General Island residents in Surigao del Sur have been tapped to be guardians of the fish sanctuary.        Ben Serrano

CANTILAN, Surigao del Sur , Philippines  – A United Nations Development Program (UNDP)-led project will conduct scientific studies on the effects of mining and upland farming on coastal areas in Lanuza Bay in this province.

Smart Seas Philippines will focus on Lanuza Bay, which spans the towns of Carrascal, Cantilan, Madrid, Carmen, Lanuza and Cortes as well as Tandag City. Municipal waters of the seven local government units have a total area of 175,000 hectares. 

Different people’s organizations composed of fisherfolk, environmentalists and lumad groups requested for the study on municipal fishing waters within 15 kilometers from the shores of a municipality. 
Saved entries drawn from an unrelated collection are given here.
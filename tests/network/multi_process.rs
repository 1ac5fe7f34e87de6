//! Multi-process loopback tests.
//!
//! These tests spawn two `network_test_peer` processes, a host and a guest, and let them play
//! one round over real UDP sockets.
//!
//! # Requirements
//!
//! The binary must be built first:
//! ```bash
//! cargo build -p network-test-peer
//! ```
//! Without it the tests print a notice and return.

#![allow(clippy::print_stderr)]

use serde::Deserialize;
use serial_test::serial;
use std::io::Read;
use std::path::PathBuf;
use std::process::{Child, Command, Stdio};
use std::thread;
use std::time::{Duration, Instant};

#[cfg(windows)]
const PEER_BINARY_NAME: &str = "network_test_peer.exe";
#[cfg(not(windows))]
const PEER_BINARY_NAME: &str = "network_test_peer";

/// One JSON line printed by a peer when it exits.
#[derive(Debug, Deserialize)]
struct PeerResult {
    success: bool,
    role: String,
    frames: u64,
    outcome: Option<PeerOutcome>,
    error: Option<String>,
}

#[derive(Debug, Deserialize)]
struct PeerOutcome {
    cause: String,
    winner: String,
    local_won: bool,
}

/// Test executables live in `target/<profile>/deps/`, workspace binaries one level up.
fn find_peer_binary() -> Option<PathBuf> {
    let test_exe = std::env::current_exe().ok()?;
    let target_dir = test_exe.parent().and_then(|deps| deps.parent())?;
    let binary = target_dir.join(PEER_BINARY_NAME);
    binary.exists().then_some(binary)
}

macro_rules! skip_if_no_peer_binary {
    () => {
        if find_peer_binary().is_none() {
            eprintln!(
                "SKIP: {} not found; build it with `cargo build -p network-test-peer`",
                PEER_BINARY_NAME
            );
            return;
        }
    };
}

fn spawn_peer(args: &[&str]) -> Child {
    let binary = find_peer_binary().expect("peer binary checked by the caller");
    Command::new(binary)
        .args(args)
        .stdout(Stdio::piped())
        .stderr(Stdio::piped())
        .spawn()
        .expect("failed to spawn network_test_peer")
}

fn wait_for_peer(mut child: Child, name: &str, timeout: Duration) -> PeerResult {
    let started = Instant::now();
    loop {
        match child.try_wait() {
            Ok(Some(_)) => break,
            Ok(None) if started.elapsed() > timeout => {
                let _ = child.kill();
                let _ = child.wait();
                panic!("{name} still running after {timeout:?}");
            }
            Ok(None) => thread::sleep(Duration::from_millis(100)),
            Err(e) => panic!("{name}: cannot poll the process: {e}"),
        }
    }

    let mut stdout = String::new();
    let mut stderr = String::new();
    if let Some(mut pipe) = child.stdout.take() {
        let _ = pipe.read_to_string(&mut stdout);
    }
    if let Some(mut pipe) = child.stderr.take() {
        let _ = pipe.read_to_string(&mut stderr);
    }
    let last_line = stdout.lines().last().unwrap_or("");
    serde_json::from_str(last_line).unwrap_or_else(|e| {
        panic!("{name} printed no result ({e})\nstdout: {stdout}\nstderr: {stderr}")
    })
}

fn run_round(host_args: &[&str], guest_args: &[&str]) -> (PeerResult, PeerResult) {
    let host = spawn_peer(host_args);
    // let the host bind before the guest starts asking
    thread::sleep(Duration::from_millis(100));
    let guest = spawn_peer(guest_args);

    let limit = Duration::from_secs(45);
    let host = wait_for_peer(host, "host", limit);
    let guest = wait_for_peer(guest, "guest", limit);
    (host, guest)
}

fn assert_same_round(host: &PeerResult, guest: &PeerResult) {
    assert!(host.success, "host failed: {host:?}");
    assert!(guest.success, "guest failed: {guest:?}");
    assert_eq!(host.role, "host");
    assert_eq!(guest.role, "guest");
    assert!(host.frames > 0 && guest.frames > 0);

    let host_outcome = host.outcome.as_ref().expect("host outcome");
    let guest_outcome = guest.outcome.as_ref().expect("guest outcome");
    assert_eq!(host_outcome.cause, guest_outcome.cause);
    assert_eq!(host_outcome.winner, guest_outcome.winner);
    assert_ne!(host_outcome.local_won, guest_outcome.local_won);
    assert!(host.error.is_none() && guest.error.is_none());
}

#[test]
#[serial]
fn host_and_guest_play_one_round_over_loopback() {
    skip_if_no_peer_binary!();
    let (host, guest) = run_round(
        &[
            "--local-port", "17401", "--role", "host", "--character", "dragon",
            "--round-ms", "5000", "--timeout", "30",
        ],
        &[
            "--local-port", "17402", "--role", "guest", "--peer", "127.0.0.1:17401",
            "--character", "princess", "--round-ms", "5000", "--timeout", "30",
        ],
    );
    assert_same_round(&host, &guest);
}

#[test]
#[serial]
fn round_survives_lossy_loopback() {
    skip_if_no_peer_binary!();
    let (host, guest) = run_round(
        &[
            "--local-port", "17403", "--role", "host", "--round-ms", "5000",
            "--timeout", "30", "--packet-loss", "0.1", "--duplicate-rate", "0.05",
            "--seed", "42",
        ],
        &[
            "--local-port", "17404", "--role", "guest", "--peer", "127.0.0.1:17403",
            "--round-ms", "5000", "--timeout", "30", "--packet-loss", "0.1",
            "--reorder-rate", "0.1", "--seed", "43",
        ],
    );
    assert_same_round(&host, &guest);
}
Faced with increasing degradation of fishery resources due to overfishing, local government units and the private sector decided to form the Lanuza Bay Development Alliance to address concerns  such as use of illegal fishing gear in mining-affected areas.

UNDP leads development institutions in implementing the Smart Seas project dubbed “from ridges to reefs.”

Non-government organizations like Haribon Foundation and the Global Environment Facility, as well as government agencies like the Department of Environment and Natural Resources are also involved in preserving marine protected areas.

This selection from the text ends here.